At the cellular level, a pathway is a series of connected actions among molecules in a cell that, once activated, leads to a certain product or a change in a cell (such as the assembly of new molecules or the switch on/off of the transcription of genes).

Pharmacodynamics

Pharmacodynamics is the study of the biochemical and physiologic effects of drug and their mechanism of action in an organism.

Pharmacokinetics

Pharmacokinetics describes how the body affects a specific drug after administration. It is generally divided into 4 areas including Absorption, Distribution, Metabolism and Excretion.

Pharmacokinetic model

It is a rather simple and usually phenomenological mathematical model used for predicting the active concentration of a bioactive molecule at the site of action.

Pharmacokinetic parameters

Pharmacokinetic parameters are used to describe and quantify interactions between xenobiotics and patients (human and non-human). It is normally applied to quantify drug, disease and trial information to aid efficient drug development, regulatory decisions and rational drug treatment in patients. A single kinetic profile may be well summarized by Cmax, Tmax, t1/2 and AUC and, having more than one profile, 8 parameters at least, the mean and standard deviation of these parameters, may well summarize the drug kinetics in the whole population. More information on PK parameters can be found in this document.

Phenomenological

It refers to a level of granularity of a given submodel, where the components linked through relations (functions) are a summary of biological systems or phenomenons (low granularity).

Phenomenon

Biological process defined by its given inputs, outputs, and granularity level (e.g. a metabolic pathway or circulation of one entity). It is the elementary brick of a submodel as the smallest set of bioreactions that is standalone. Depending on model scope, a process may be modeled by a phenomenon of by a set of phenomena: For example, cellular death may be a phenomenon at the cellular granularity level, or made of several other phenomena detailing the process at the molecular granularity level.

Phenotype

It refers to a list of traits or observable characteristics of a biological entity, variable, process, system that can be observed and measured in an organism.

Physiology

Study of biological functions and mechanisms of living organisms, their tissues and cells under normal (non pathological) conditions.

Piece of knowledge

In biomedical science, elementary unit of knowledge extracted from scientific literature.

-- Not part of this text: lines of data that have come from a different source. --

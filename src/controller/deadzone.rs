//! # Deadzone Module
//!
//! Forces small analog readings to exactly zero so stick drift never turns
//! into a held key.
//!
//! Every channel belongs to one of two categories with independent thresholds:
//!
//! - **Movement**: roll, pitch, yaw
//! - **Elevation**: throttle, gimbal tilt
//!
//! Unlike a flight-controller deadzone the remaining range is *not* rescaled:
//! a value at or above the threshold passes through untouched, because the
//! keyboard side only looks at its sign.
//!
//! ## Usage
//!
//! ```
//! use rc_keybridge::controller::deadzone::{apply_deadzone, Deadzones};
//! use rc_keybridge::controller::AxisChannel;
//!
//! assert_eq!(apply_deadzone(0.2, 0.3), 0.0);
//! assert_eq!(apply_deadzone(0.3, 0.3), 0.3);
//!
//! let dz = Deadzones::new(0.3, 0.6);
//! assert_eq!(dz.apply(AxisChannel::Throttle, 0.5), 0.0);
//! assert_eq!(dz.apply(AxisChannel::Pitch, 0.5), 0.5);
//! ```

use super::AxisChannel;

/// Deadzone category of an axis channel.
#[derive(Debug, Clone, Copy, PartialEq, Eq)]
pub enum DeadzoneCategory {
    /// Roll, pitch and yaw.
    Movement,
    /// Throttle and gimbal tilt.
    Elevation,
}

/// Returns `0.0` when `|value| < threshold`, otherwise `value` unchanged.
///
/// The comparison is strict: a value exactly on the threshold is kept.
#[inline]
#[must_use]
pub fn apply_deadzone(value: f32, threshold: f32) -> f32 {
    if value.abs() < threshold {
        0.0
    } else {
        value
    }
}

/// Per-category deadzone thresholds, fixed when a controller source is built.
#[derive(Debug, Clone, Copy, PartialEq)]
pub struct Deadzones {
    movement: f32,
    elevation: f32,
}

impl Default for Deadzones {
    fn default() -> Self {
        Self {
            movement: 0.1,
            elevation: 0.1,
        }
    }
}

impl Deadzones {
    /// Creates thresholds for the movement and elevation categories.
    #[must_use]
    pub fn new(movement: f32, elevation: f32) -> Self {
        Self {
            movement,
            elevation,
        }
    }

    /// Returns the threshold for a category.
    #[must_use]
    pub fn threshold(&self, category: DeadzoneCategory) -> f32 {
        match category {
            DeadzoneCategory::Movement => self.movement,
            DeadzoneCategory::Elevation => self.elevation,
        }
    }

    /// Applies the deadzone belonging to `channel`'s category.
    #[must_use]
    pub fn apply(&self, channel: AxisChannel, value: f32) -> f32 {
        apply_deadzone(value, self.threshold(channel.category()))
    }
}

#[cfg(test)]
mod tests {
    use super::*;

    #[test]
    fn test_below_threshold_is_zero() {
        for v in [0.0, 0.1, -0.1, 0.299, -0.299] {
            assert_eq!(apply_deadzone(v, 0.3), 0.0, "value {} should be deadzoned", v);
        }
    }

    #[test]
    fn test_threshold_boundary_is_kept() {
        assert_eq!(apply_deadzone(0.3, 0.3), 0.3);
        assert_eq!(apply_deadzone(-0.3, 0.3), -0.3);
    }

    #[test]
    fn test_above_threshold_passes_through_unscaled() {
        assert_eq!(apply_deadzone(0.45, 0.3), 0.45);
        assert_eq!(apply_deadzone(-1.0, 0.3), -1.0);
    }

    #[test]
    fn test_values_are_not_clamped() {
        assert_eq!(apply_deadzone(1.7, 0.1), 1.7);
    }

    #[test]
    fn test_zero_threshold_keeps_everything() {
        assert_eq!(apply_deadzone(0.001, 0.0), 0.001);
    }

    #[test]
    fn test_categories_use_independent_thresholds() {
        let dz = Deadzones::new(0.3, 0.6);

        // 0.5 clears the movement threshold but not the elevation one
        assert_eq!(dz.apply(AxisChannel::Roll, 0.5), 0.5);
        assert_eq!(dz.apply(AxisChannel::Pitch, -0.5), -0.5);
        assert_eq!(dz.apply(AxisChannel::Yaw, 0.5), 0.5);
        assert_eq!(dz.apply(AxisChannel::Throttle, 0.5), 0.0);
        assert_eq!(dz.apply(AxisChannel::Tilt, -0.5), 0.0);

        assert_eq!(dz.apply(AxisChannel::Throttle, 0.7), 0.7);
    }

    #[test]
    fn test_threshold_lookup() {
        let dz = Deadzones::new(0.2, 0.4);
        assert_eq!(dz.threshold(DeadzoneCategory::Movement), 0.2);
        assert_eq!(dz.threshold(DeadzoneCategory::Elevation), 0.4);
    }
}
//! # DUML Module
//!
//! Wire format of the DJI RC-N1 serial link.
//!
//! The handset answers each [`protocol::STICK_REQUEST_CMD`] with a frame
//! carrying five little-endian stick values. This module knows the framing
//! and the offsets; opening and driving the port lives in [`crate::serial`].

pub mod decoder;
pub mod protocol;

pub use decoder::{decode_sticks, normalize_stick, read_frame};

It can take the form of a citation or and assertion, and can refer to an entity (e.g. a ionic channel, a gene), a relationship (e.g. a ionic current which brings a signal from entity X to entity Y), a phenotype (e.g. the observed value of the signal), a genotype (e.g. the gene variant associated with the value of the signal), etc.

Potency

Measure of necessary amount of a ligand to produce an effect of a given magnitude by binding to its target.

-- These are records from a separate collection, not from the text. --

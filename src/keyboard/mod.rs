//! # Keyboard Module
//!
//! Virtual keyboard output.
//!
//! This module handles:
//! - Symbolic keys and the axis/action key bindings
//! - Key-injection sinks (uinput, or a dry run that only logs)
//! - Debounced, edge-triggered emission with guaranteed release on exit

pub mod emitter;
pub mod keys;
pub mod sink;

pub use emitter::KeyEmitter;
pub use keys::{KeyAction, KeyAxis, VirtualKey};
pub use sink::{DryRunSink, KeySink, UinputKeyboard};
//! # Serial Communication Module
//!
//! Handles the USB serial link to a DJI RC-N1 handset.
//!
//! This module handles:
//! - Opening the serial port (8N1, no flow control)
//! - Putting the handset into simulator mode once after opening
//! - Requesting and decoding one stick frame per poll
//! - Detecting a handset that has been unplugged

pub mod port_trait;

use async_trait::async_trait;
use std::io;
use std::time::Duration;
use tokio_serial::{SerialPortBuilderExt, SerialStream};
use tracing::{debug, info, warn};

use crate::controller::deadzone::Deadzones;
use crate::controller::{Axes, ControllerSnapshot, ControllerSource};
use crate::duml::protocol::{ENABLE_SIMULATOR_CMD, STICK_REQUEST_CMD};
use crate::duml::{decode_sticks, read_frame};
use crate::error::{is_device_gone, BridgeError, Result};
use port_trait::SerialPortIO;

/// Fallback device paths tried after the configured one
const DEFAULT_DEVICE_PATHS: &[&str] = &[
    "/dev/ttyACM0", // USB CDC devices (the RC-N1 enumerates as one)
    "/dev/ttyUSB0", // USB-to-serial adapters
];

/// Open a specific serial port
///
/// # Errors
///
/// Returns [`BridgeError::Serial`] if the device cannot be opened.
pub fn open_port(path: &str, baud_rate: u32) -> Result<SerialStream> {
    tokio_serial::new(path, baud_rate)
        .data_bits(tokio_serial::DataBits::Eight)
        .parity(tokio_serial::Parity::None)
        .stop_bits(tokio_serial::StopBits::One)
        .flow_control(tokio_serial::FlowControl::None)
        .open_native_async()
        .map_err(|e| BridgeError::Serial(format!("Failed to open {}: {}", path, e)))
}

/// Open the first serial port that works
///
/// `preferred` is tried first, then the usual USB serial paths.
///
/// # Returns
///
/// The opened stream and the path it was opened from.
///
/// # Errors
///
/// Returns [`BridgeError::SerialPortNotFound`] listing every path tried.
pub fn open_with_paths(preferred: &str, baud_rate: u32) -> Result<(SerialStream, String)> {
    let mut paths = vec![preferred];
    paths.extend(DEFAULT_DEVICE_PATHS.iter().copied().filter(|p| *p != preferred));

    for path in &paths {
        debug!("Trying to open serial port: {}", path);

        match open_port(path, baud_rate) {
            Ok(port) => {
                info!("Opened serial port {} at {} baud", path, baud_rate);
                return Ok((port, path.to_string()));
            }
            Err(e) => {
                warn!("{}", e);
                continue;
            }
        }
    }

    Err(BridgeError::SerialPortNotFound(paths.join(", ")))
}

/// Consecutive end-of-file reads after which the handset counts as unplugged
const MAX_HANGUPS: u32 = 3;

/// Controller source for handsets reached over DUML serial (RC-N1).
///
/// The RC-N1 reports sticks only; the snapshot's buttons and switches stay
/// released.
pub struct SerialSource<P: SerialPortIO = SerialStream> {
    port: Option<P>,
    device_path: String,
    deadzones: Deadzones,
    timeout: Duration,
    connected: bool,
    hangups: u32,
}

impl<P: SerialPortIO> std::fmt::Debug for SerialSource<P> {
    fn fmt(&self, f: &mut std::fmt::Formatter<'_>) -> std::fmt::Result {
        f.debug_struct("SerialSource")
            .field("device_path", &self.device_path)
            .field("connected", &self.connected)
            .finish_non_exhaustive()
    }
}

impl<P: SerialPortIO> SerialSource<P> {
    /// Wraps an opened port and enables simulator mode on the handset.
    ///
    /// # Errors
    ///
    /// Returns [`BridgeError::Serial`] if the enable command cannot be written.
    pub async fn new(
        mut port: P,
        device_path: impl Into<String>,
        deadzones: Deadzones,
        timeout: Duration,
    ) -> Result<Self> {
        let device_path = device_path.into();

        port.write_all(&ENABLE_SIMULATOR_CMD)
            .await
            .map_err(|e| BridgeError::Serial(format!("Failed to enable simulator mode: {}", e)))?;
        port.flush()
            .await
            .map_err(|e| BridgeError::Serial(format!("Failed to flush serial port: {}", e)))?;

        info!("Simulator mode enabled on {}", device_path);

        Ok(Self {
            port: Some(port),
            device_path,
            deadzones,
            timeout,
            connected: true,
            hangups: 0,
        })
    }

    /// Path of the serial device.
    pub fn device_path(&self) -> &str {
        &self.device_path
    }

    async fn exchange(port: &mut P, timeout: Duration, deadzones: &Deadzones) -> Result<Axes> {
        port.write_all(&STICK_REQUEST_CMD).await?;
        port.flush().await?;

        let frame = read_frame(port, timeout).await?;
        decode_sticks(&frame, deadzones)
    }
}

#[async_trait]
impl<P: SerialPortIO> ControllerSource for SerialSource<P> {
    async fn poll(&mut self) -> Option<ControllerSnapshot> {
        let port = self.port.as_mut()?;

        let result = Self::exchange(port, self.timeout, &self.deadzones).await;
        let hung_up = matches!(
            &result,
            Err(BridgeError::Io(e)) if e.kind() == io::ErrorKind::UnexpectedEof
        );
        self.hangups = if hung_up { self.hangups + 1 } else { 0 };

        match result {
            Ok(axes) => Some(ControllerSnapshot::from_axes(axes)),
            Err(BridgeError::Io(e)) if is_device_gone(&e) => {
                warn!("Serial handset disconnected: {}", e);
                self.connected = false;
                None
            }
            Err(_) if self.hangups >= MAX_HANGUPS => {
                warn!("Serial handset hung up ({} empty reads in a row)", self.hangups);
                self.connected = false;
                None
            }
            Err(e) => {
                debug!("Serial poll failed: {}", e);
                None
            }
        }
    }

    fn is_connected(&self) -> bool {
        self.connected && self.port.is_some()
    }

    fn close(&mut self) {
        if self.port.take().is_some() {
            info!("Closed serial port {}", self.device_path);
        }
        self.connected = false;
    }

    fn describe(&self) -> String {
        format!("DUML serial handset at {}", self.device_path)
    }
}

It is the result of a complex interplay of both the binding affinity and the ligand efficacy. The potency of an agonist is inversely related to its EC50 value.

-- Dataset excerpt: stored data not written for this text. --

//! # Bridge
//!
//! The polling loop that turns controller snapshots into key events.
//!
//! Each tick, in order:
//!
//! 1. Poll the [`ControllerSource`]; a failed poll skips the tick.
//! 2. Classify button gestures. A C1 tap is an emergency pause and ends
//!    the tick early.
//! 3. A long press on the shutter toggles the built-in macro, unless a
//!    cruise or turn latch is holding the sticks.
//! 4. Advance the [`SequenceEngine`]. While nothing plays, start/stop
//!    gestures set or clear the cruise and turn latches.
//! 5. Resolve each axis: latch, else sequence override, else live value.
//! 6. Tap one-shot keys (camera mode, sequence actions, annotation, picture).
//! 7. Drive the axis keys through the [`KeyEmitter`].
//!
//! ## Button Roles
//!
//! | Button | Tap | Long press |
//! |--------|-----|------------|
//! | button1 (C1) | emergency pause | held: modifier for forward cruise |
//! | button2 (pause) | annotation | |
//! | button3 (shutter) | picture | toggle macro |
//! | button4 (start/stop) | clear cruise, else toggle turn hold | free cruise |
//!
//! ## Shutdown
//!
//! [`Bridge::shutdown`] stops the sequence, releases every held key, then
//! closes the source, once. It runs when the loop ends for any reason and
//! again from `Drop`, so a panic unwinding through the bridge still
//! releases the keys.

use std::future::Future;
use std::time::{Duration, Instant};
use tokio::time::{interval, MissedTickBehavior};
use tracing::{debug, error, info, trace, warn};

use crate::config::Config;
use crate::controller::gesture::{GestureClassifier, GestureEvents, DEFAULT_LONG_PRESS};
use crate::controller::{ControllerSnapshot, ControllerSource, SwitchPosition};
use crate::keyboard::{KeyAction, KeyAxis, KeyEmitter, KeySink};
use crate::sequence::{cross_and_turn, Sequence, SequenceEngine};

/// Timing parameters of the loop.
#[derive(Debug, Clone, Copy, PartialEq)]
pub struct BridgeSettings {
    /// Time between polls.
    pub poll_interval: Duration,
    /// Hold time after which a press is a long press.
    pub long_press: Duration,
    /// How long a one-shot key is held.
    pub tap_hold: Duration,
    /// How long the emergency pause blocks the loop.
    pub emergency_pause: Duration,
}

impl BridgeSettings {
    pub fn from_config(config: &Config) -> Self {
        Self {
            poll_interval: config.poll_interval(),
            long_press: config.long_press(),
            tap_hold: Duration::from_millis(config.keyboard.tap_ms),
            emergency_pause: Duration::from_millis(config.keyboard.emergency_pause_ms),
        }
    }
}

impl Default for BridgeSettings {
    fn default() -> Self {
        Self {
            poll_interval: Duration::from_millis(10),
            long_press: DEFAULT_LONG_PRESS,
            tap_hold: Duration::from_millis(80),
            emergency_pause: Duration::from_secs(3),
        }
    }
}

/// What a single tick did.
#[derive(Debug, Clone, Copy, PartialEq, Eq)]
pub enum TickOutcome {
    /// A snapshot was read and applied.
    Processed,
    /// The poll failed; nothing changed.
    Skipped,
    /// C1 was tapped; keys were released and the loop paused.
    EmergencyPause,
    /// The source is gone.
    Disconnected,
}

/// Why [`Bridge::run`] returned.
#[derive(Debug, Clone, Copy, PartialEq, Eq)]
pub enum StopReason {
    /// The stop signal (Ctrl+C) arrived.
    Interrupted,
    /// The controller was lost.
    Disconnected,
}

#[derive(Debug, Clone)]
struct ButtonClassifiers {
    button1: GestureClassifier,
    button2: GestureClassifier,
    button3: GestureClassifier,
    button4: GestureClassifier,
}

#[derive(Debug, Clone, Copy, Default)]
struct ButtonGestures {
    button1: GestureEvents,
    button2: GestureEvents,
    button3: GestureEvents,
    button4: GestureEvents,
}

impl ButtonClassifiers {
    fn new(long_press: Duration) -> Self {
        Self {
            button1: GestureClassifier::new(long_press),
            button2: GestureClassifier::new(long_press),
            button3: GestureClassifier::new(long_press),
            button4: GestureClassifier::new(long_press),
        }
    }

    fn reset(&mut self) {
        self.button1.reset();
        self.button2.reset();
        self.button3.reset();
        self.button4.reset();
    }

    fn update(&mut self, snapshot: &ControllerSnapshot, now: Instant) -> ButtonGestures {
        ButtonGestures {
            button1: self.button1.update(snapshot.button1, now),
            button2: self.button2.update(snapshot.button2, now),
            button3: self.button3.update(snapshot.button3, now),
            button4: self.button4.update(snapshot.button4, now),
        }
    }
}

/// Frozen stick values that replace live input until cleared.
#[derive(Debug, Clone, Copy, Default, PartialEq)]
struct Latches {
    /// (pitch, roll)
    cruise: Option<(f32, f32)>,
    yaw: Option<f32>,
}

impl Latches {
    fn any(&self) -> bool {
        self.cruise.is_some() || self.yaw.is_some()
    }
}

/// Camera key selected by the mode switch.
fn camera_action(position: SwitchPosition) -> KeyAction {
    match position {
        SwitchPosition::Low => KeyAction::CameraWide,
        SwitchPosition::Center => KeyAction::CameraZoom,
        SwitchPosition::High => KeyAction::CameraIr,
    }
}

/// Resolves on Ctrl+C. Never resolves if the signal cannot be watched.
pub(crate) async fn interrupted() {
    if let Err(e) = tokio::signal::ctrl_c().await {
        error!("Cannot listen for Ctrl+C: {}", e);
        std::future::pending::<()>().await;
    }
}

/// Controller-to-keyboard orchestrator.
pub struct Bridge<C: ControllerSource, S: KeySink> {
    source: C,
    emitter: KeyEmitter<S>,
    sequences: SequenceEngine,
    macro_sequence: Sequence,
    buttons: ButtonClassifiers,
    latches: Latches,
    last_camera: Option<SwitchPosition>,
    last_step: Option<usize>,
    settings: BridgeSettings,
    shut_down: bool,
}

impl<C: ControllerSource, S: KeySink> Bridge<C, S> {
    /// Creates a bridge with the built-in "cross and turn" macro.
    pub fn new(source: C, emitter: KeyEmitter<S>, settings: BridgeSettings) -> Self {
        Self {
            source,
            emitter,
            sequences: SequenceEngine::new(),
            macro_sequence: cross_and_turn(),
            buttons: ButtonClassifiers::new(settings.long_press),
            latches: Latches::default(),
            last_camera: None,
            last_step: None,
            settings,
            shut_down: false,
        }
    }

    /// Replaces the macro toggled by a shutter long press.
    #[must_use]
    pub fn with_macro(mut self, sequence: Sequence) -> Self {
        self.macro_sequence = sequence;
        self
    }

    /// Runs until Ctrl+C or until the controller disconnects, then shuts
    /// down.
    pub async fn run(&mut self) -> StopReason {
        self.run_until(interrupted()).await
    }

    /// Runs until `stop` completes or the controller disconnects, then
    /// shuts down.
    ///
    /// A tick in progress always completes before `stop` is noticed.
    pub async fn run_until<F>(&mut self, stop: F) -> StopReason
    where
        F: Future<Output = ()>,
    {
        info!(
            "Bridging {} at {:.0}Hz",
            self.source.describe(),
            1.0 / self.settings.poll_interval.as_secs_f64()
        );

        let mut ticker = interval(self.settings.poll_interval);
        ticker.set_missed_tick_behavior(MissedTickBehavior::Delay);
        tokio::pin!(stop);

        let reason = loop {
            tokio::select! {
                _ = &mut stop => {
                    info!("Stop requested, shutting down...");
                    break StopReason::Interrupted;
                }

                instant = ticker.tick() => {
                    if self.tick(instant.into_std()).await == TickOutcome::Disconnected {
                        error!("[!!!] CONTROLLER DISCONNECTED [!!!]");
                        break StopReason::Disconnected;
                    }
                }
            }
        };

        self.shutdown();
        reason
    }

    /// Polls the source once and applies the snapshot.
    pub async fn tick(&mut self, now: Instant) -> TickOutcome {
        if !self.source.is_connected() {
            return TickOutcome::Disconnected;
        }

        match self.source.poll().await {
            Some(snapshot) => {
                trace!("{}", snapshot);
                self.process(snapshot, now).await
            }
            None if !self.source.is_connected() => TickOutcome::Disconnected,
            None => TickOutcome::Skipped,
        }
    }

    /// Applies one snapshot sampled at `now`.
    pub async fn process(&mut self, snapshot: ControllerSnapshot, now: Instant) -> TickOutcome {
        let gestures = self.buttons.update(&snapshot, now);

        if gestures.button1.short_tap {
            self.emergency_pause().await;
            return TickOutcome::EmergencyPause;
        }

        if gestures.button3.long_press && !self.latches.any() {
            if self.sequences.is_active() {
                self.sequences.stop();
            } else {
                self.sequences.start(self.macro_sequence.clone(), now);
            }
        }

        let (overrides, running) = self.sequences.update(now);

        if !running {
            self.update_latches(&gestures, &snapshot);
        }

        let live = snapshot.axes;
        let (pitch, roll) = match self.latches.cruise {
            Some(frozen) => frozen,
            None => (
                overrides.axis_or(KeyAxis::Pitch, live.pitch),
                overrides.axis_or(KeyAxis::Roll, live.roll),
            ),
        };
        let yaw = self
            .latches
            .yaw
            .unwrap_or_else(|| overrides.axis_or(KeyAxis::Yaw, live.yaw));

        if self.last_camera != Some(snapshot.sw1) {
            self.tap(camera_action(snapshot.sw1)).await;
            self.last_camera = Some(snapshot.sw1);
        }

        // Sequence actions fire once when their step begins
        let step = self.sequences.current_step();
        if step.is_some() && step != self.last_step {
            for action in overrides.actions() {
                self.tap(action).await;
            }
        }
        self.last_step = step;

        if gestures.button2.short_tap {
            self.tap(KeyAction::Annotation).await;
        }
        if gestures.button3.short_tap {
            self.tap(KeyAction::Picture).await;
        }

        self.emitter.handle_key_axis(KeyAxis::Pitch, pitch);
        self.emitter.handle_key_axis(KeyAxis::Roll, roll);
        self.emitter.handle_key_axis(KeyAxis::Yaw, yaw);

        // Camera yaw follows the drone only in wide mode
        let wide_yaw = if self.last_camera == Some(SwitchPosition::Low) {
            yaw
        } else {
            0.0
        };
        let camera_yaw = overrides.axis_or(KeyAxis::CameraYaw, wide_yaw);
        self.emitter.handle_key_axis(KeyAxis::CameraYaw, camera_yaw);

        let throttle = overrides.axis_or(KeyAxis::Throttle, live.throttle);
        let tilt = overrides.axis_or(KeyAxis::CameraPitch, live.tilt);
        self.emitter.handle_key_axis(KeyAxis::Throttle, throttle);
        self.emitter.handle_key_axis(KeyAxis::CameraPitch, tilt);

        TickOutcome::Processed
    }

    fn update_latches(&mut self, gestures: &ButtonGestures, snapshot: &ControllerSnapshot) {
        let axes = snapshot.axes;
        let start_stop = gestures.button4;

        if start_stop.short_tap {
            if self.latches.cruise.take().is_some() {
                info!(">>> CRUISE DISABLED <<<");
            } else if self.latches.yaw.take().is_some() {
                info!(">>> TURN HOLD DISABLED <<<");
            } else if axes.yaw != 0.0 {
                info!(">>> TURN HOLD ENABLED (yaw {:+.2}) <<<", axes.yaw);
                self.latches.yaw = Some(axes.yaw);
            }
        }

        if gestures.button1.maintained_long_press && start_stop.short_tap {
            info!(">>> FORWARD CRUISE ENABLED <<<");
            self.latches.cruise = Some((1.0, 0.0));
        }

        if start_stop.long_press {
            if axes.pitch != 0.0 || axes.roll != 0.0 {
                info!(
                    ">>> FREE CRUISE ENABLED (pitch {:+.2}, roll {:+.2}) <<<",
                    axes.pitch, axes.roll
                );
                self.latches.cruise = Some((axes.pitch, axes.roll));
            } else {
                info!("Free cruise needs pitch or roll input to hold");
            }
        }
    }

    async fn emergency_pause(&mut self) {
        warn!(
            ">>> EMERGENCY PAUSE for {:.1}s <<<",
            self.settings.emergency_pause.as_secs_f32()
        );

        self.sequences.stop();
        self.emitter.cleanup();
        self.latches = Latches::default();
        self.last_step = None;

        tokio::time::sleep(self.settings.emergency_pause).await;
        // Presses that straddle the pause start over
        self.buttons.reset();
        info!(">>> EMERGENCY PAUSE finished <<<");
    }

    async fn tap(&mut self, action: KeyAction) {
        debug!("Tap {:?}", action);
        self.emitter.tap(action.key(), self.settings.tap_hold).await;
    }

    /// Starts `sequence` now, replacing any sequence already playing.
    pub fn start_sequence(&mut self, sequence: Sequence, now: Instant) {
        self.sequences.start(sequence, now);
    }

    /// Stops playback, releases all keys, then closes the source.
    ///
    /// Only the first call has any effect.
    pub fn shutdown(&mut self) {
        if self.shut_down {
            return;
        }
        self.shut_down = true;

        self.sequences.stop();
        let released = self.emitter.cleanup();
        self.source.close();

        info!("Shutdown complete, released {} key(s)", released);
    }

    pub fn emitter(&self) -> &KeyEmitter<S> {
        &self.emitter
    }

    pub fn source(&self) -> &C {
        &self.source
    }

    pub fn is_sequence_active(&self) -> bool {
        self.sequences.is_active()
    }

    /// Frozen (pitch, roll) while cruise is on.
    pub fn cruise(&self) -> Option<(f32, f32)> {
        self.latches.cruise
    }

    /// Frozen yaw while turn hold is on.
    pub fn turn_hold(&self) -> Option<f32> {
        self.latches.yaw
    }
}

impl<C: ControllerSource, S: KeySink> Drop for Bridge<C, S> {
    fn drop(&mut self) {
        self.shutdown();
    }
}
//! # DUML Protocol Constants
//!
//! Frame layout and fixed commands for the DJI RC-N1 serial link.
//!
//! ```text
//! +------+-----------------+---------------------------+
//! | 0x55 | len/flags (LE)  | payload (len - 3 bytes)   |
//! +------+-----------------+---------------------------+
//!   1B          2B           low 10 bits of len/flags
//!                            = total frame length
//! ```

/// Start-of-frame byte
pub const DUML_START_BYTE: u8 = 0x55;

/// Start byte plus the 16-bit length/flags field
pub const DUML_HEADER_SIZE: usize = 3;

/// Bits of the length/flags field that carry the total frame length
pub const DUML_LENGTH_MASK: u16 = 0x03FF;

/// Total length of a stick-data reply on the known RC-N1 firmware
pub const DUML_EXPECTED_FRAME_LEN: usize = 38;

/// Enables simulator mode on the handset; sent once after opening the port
pub const ENABLE_SIMULATOR_CMD: [u8; 14] = [
    0x55, 0x0e, 0x04, 0x66, 0x0a, 0x06, 0xeb, 0x34, 0x40, 0x06, 0x24, 0x01, 0x94, 0x36,
];

/// Requests one stick-data frame; sent before every read
pub const STICK_REQUEST_CMD: [u8; 13] = [
    0x55, 0x0d, 0x04, 0x33, 0x0a, 0x06, 0xeb, 0x34, 0x40, 0x06, 0x01, 0x74, 0x24,
];

/// Raw stick value at rest
pub const STICK_CENTER: u16 = 1024;

/// Raw distance from centre to full deflection (range ~364..1684)
pub const STICK_HALF_RANGE: f32 = 660.0;

/// Byte offsets of the little-endian 16-bit stick values within a frame
pub mod offsets {
    /// Right stick X
    pub const ROLL: usize = 13;
    /// Right stick Y
    pub const PITCH: usize = 16;
    /// Left stick Y
    pub const THROTTLE: usize = 19;
    /// Left stick X
    pub const YAW: usize = 22;
    /// Gimbal wheel
    pub const TILT: usize = 25;
}

/// Total frame length encoded in a length/flags header.
#[inline]
#[must_use]
pub fn frame_length(header: [u8; 2]) -> usize {
    (u16::from_le_bytes(header) & DUML_LENGTH_MASK) as usize
}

Principal component analysis (PCA)

A unsupervised approach (no target variable or no response value). PCA simplifies the complexity in high-dimensional data while retaining trends and patterns. It does this by transforming the data into fewer dimensions (called principal components; uncorrelated from each other). The PCAs are defined as a linear combination of the data's original variables. For more details (wikipedia).

Prognostic model

Statistical or non-statistical mathematical model that predicts the probability of occurrence of a clinical event over time (e.g. the probability of having a heart attack between t = 0 and t = 24 months) at the patient level as a function of the clinical and biological state of the patient at t = 0.